- The poster for UFC Fight Night: Garcia vs. Onama
- Promotion: Ultimate Fighting Championship
- Date: November 1, 2025
- Venue: UFC Apex
- City: Enterprise, Nevada, United States
- Attendance: Not announced

Event chronology
| UFC 321: Aspinall vs. Gane | UFC Fight Night: Garcia vs. Onama | UFC Fight Night: Bonfim vs. Brown |

= UFC Fight Night: Garcia vs. Onama =

Mixed martial arts event in 2025

UFC Fight Night: Garcia vs. Onama (also known as UFC Fight Night 263, UFC Vegas 110 and UFC on ESPN+ 121) was a mixed martial arts event produced by the Ultimate Fighting Championship that took place on November 1, 2025, at the UFC Apex in Enterprise, Nevada, part of the Las Vegas Valley, United States.

==Background==
A featherweight bout between Steve Garcia and David Onama headlined the event.

A heavyweight bout between former LFA Heavyweight Champion Waldo Cortes-Acosta and 2022 PFL Heavyweight Tournament winner Ante Delija was initially expected to serve as the event headliner, but was later withdrawn from that position for unspecified reasons.

A middleweight bout between Nick Klein and undefeated promotional newcomer Donte Johnson was scheduled for this event. However, Klein withdrew from the fight for unknown reasons and was replaced by Sedriques Dumas.

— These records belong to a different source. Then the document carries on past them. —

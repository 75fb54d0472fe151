//! Comparator configuration

use std::path::PathBuf;

use serde::{Deserialize, Serialize};

/// Default expected-event file name
pub const DEFAULT_EXPECTED_PATH: &str = "expected.jsonl";

/// Default trace document file name
pub const DEFAULT_TRACE_PATH: &str = "dm.log.json";

/// How the report is printed
#[derive(Debug, Clone, Copy, Default, PartialEq, Eq, Serialize, Deserialize)]
#[serde(rename_all = "snake_case")]
pub enum OutputFormat {
    /// Diagnostic lines and a tally
    #[default]
    Text,
    /// The full report as pretty JSON
    Json,
}

/// Comparator configuration
#[derive(Debug, Clone, PartialEq, Eq, Serialize, Deserialize)]
pub struct CompareConfig {
    /// Newline-delimited expected events
    pub expected_path: PathBuf,
    /// JSON array of block records
    pub trace_path: PathBuf,
    #[serde(default)]
    pub output: OutputFormat,
}

impl CompareConfig {
    /// Create a new configuration builder
    pub fn builder() -> CompareConfigBuilder {
        CompareConfigBuilder::default()
    }
}

impl Default for CompareConfig {
    fn default() -> Self {
        Self {
            expected_path: PathBuf::from(DEFAULT_EXPECTED_PATH),
            trace_path: PathBuf::from(DEFAULT_TRACE_PATH),
            output: OutputFormat::Text,
        }
    }
}

/// Builder for CompareConfig
#[derive(Debug, Default)]
pub struct CompareConfigBuilder {
    expected_path: Option<PathBuf>,
    trace_path: Option<PathBuf>,
    output: Option<OutputFormat>,
}

impl CompareConfigBuilder {
    /// Set the expected-event file
    pub fn expected_path(mut self, path: impl Into<PathBuf>) -> Self {
        self.expected_path = Some(path.into());
        self
    }

    /// Set the trace document file
    pub fn trace_path(mut self, path: impl Into<PathBuf>) -> Self {
        self.trace_path = Some(path.into());
        self
    }

    /// Set the report format
    pub fn output(mut self, output: OutputFormat) -> Self {
        self.output = Some(output);
        self
    }

    /// Build the configuration
    pub fn build(self) -> CompareConfig {
        CompareConfig {
            expected_path: self
                .expected_path
                .unwrap_or_else(|| PathBuf::from(DEFAULT_EXPECTED_PATH)),
            trace_path: self
                .trace_path
                .unwrap_or_else(|| PathBuf::from(DEFAULT_TRACE_PATH)),
            output: self.output.unwrap_or_default(),
        }
    }
}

A bantamweight bout between former LFA Bantamweight Champions Miles Johns and Muin Gafurov was scheduled for this event. However, Gafurov withdrew for undisclosed reasons, and Johns was subsequently rescheduled to face a new opponent one week later at UFC Fight Night: Bonfim vs. Brown.

A flyweight bout between Rafael Estevam and Allan Nascimento was scheduled for this event. However, Estevam withdrew for undisclosed reasons and was replaced by Cody Durden in a 130 lb catchweight bout.

==Bonus awards==
The following fighters received $50,000 bonuses.
- Fight of the Night: No bonus awarded.
- Performance of the Night: Steve Garcia, Waldo Cortes-Acosta, Allan Nascimento, and Donte Johnson

==Isaac Dulgarian's betting scandal==
On November 3, two days after the conclusion of the event, the UFC released Isaac Dulgarian because of his suspicious activity in his bout against Yadier del Valle. Unusual betting activity on the contest was reported a few hours before the event, as Dulgarian dropped from a -250 favorite to -154 just prior to fight time, according to BestFightOdds.com. He also performed poorly and showed questionable defense during his first-round loss. The promotion released a statement:

Like many professional sports organizations, UFC works with an independent betting integrity service to monitor wagering activity on our events. Our betting integrity partner, IC360, monitors wagering on every UFC event and is conducting a thorough review of the facts surrounding the Dulgarian vs. del Valle bout on Saturday, November 1. We take these allegations very seriously, and along with the health and safety of our fighters, nothing is more important than the integrity of our sport.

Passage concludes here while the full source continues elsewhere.